//! DealBridge Common Library
//!
//! Shared code for all DealBridge services including:
//! - Domain model (proposals, content blocks, review trail)
//! - Proposal store abstraction with Postgres and in-memory backends
//! - Error types and handling
//! - Configuration management
//! - Authentication utilities
//! - Lifecycle notifications
//! - Metrics and observability

pub mod auth;
pub mod config;
pub mod domain;
pub mod errors;
pub mod metrics;
pub mod notify;
pub mod store;

// Re-export commonly used types
pub use auth::{Identity, MaybeIdentity, Role};
pub use config::AppConfig;
pub use domain::{Proposal, ProposalStatus, ReviewRecord};
pub use errors::{AppError, Result};
pub use store::{MemoryProposalStore, PgProposalStore, ProposalStore};

/// Application version
pub const VERSION: &str = env!("CARGO_PKG_VERSION");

§

### PROBLEM TO SOLVE
Set down each line of the material above without a single alteration.

### TASK ANSWER
//! DealBridge Common Library
//!
//! Shared code for all DealBridge services including:
//! - Domain model (proposals, content blocks, review trail)
//! - Proposal store abstraction with Postgres and in-memory backends
//! - Error types and handling
//! - Configuration management
//! - Authentication utilities
//! - Lifecycle notifications
//! - Metrics and observability

pub mod auth;
pub mod config;
pub mod domain;
pub mod errors;
pub mod metrics;
pub mod notify;
pub mod store;

// Re-export commonly used types
pub use auth::{Identity, MaybeIdentity, Role};
pub use config::AppConfig;
pub use domain::{Proposal, ProposalStatus, ReviewRecord};
pub use errors::{AppError, Result};
pub use store::{MemoryProposalStore, PgProposalStore, ProposalStore};

/// Application version
pub const VERSION: &str = env!("CARGO_PKG_VERSION");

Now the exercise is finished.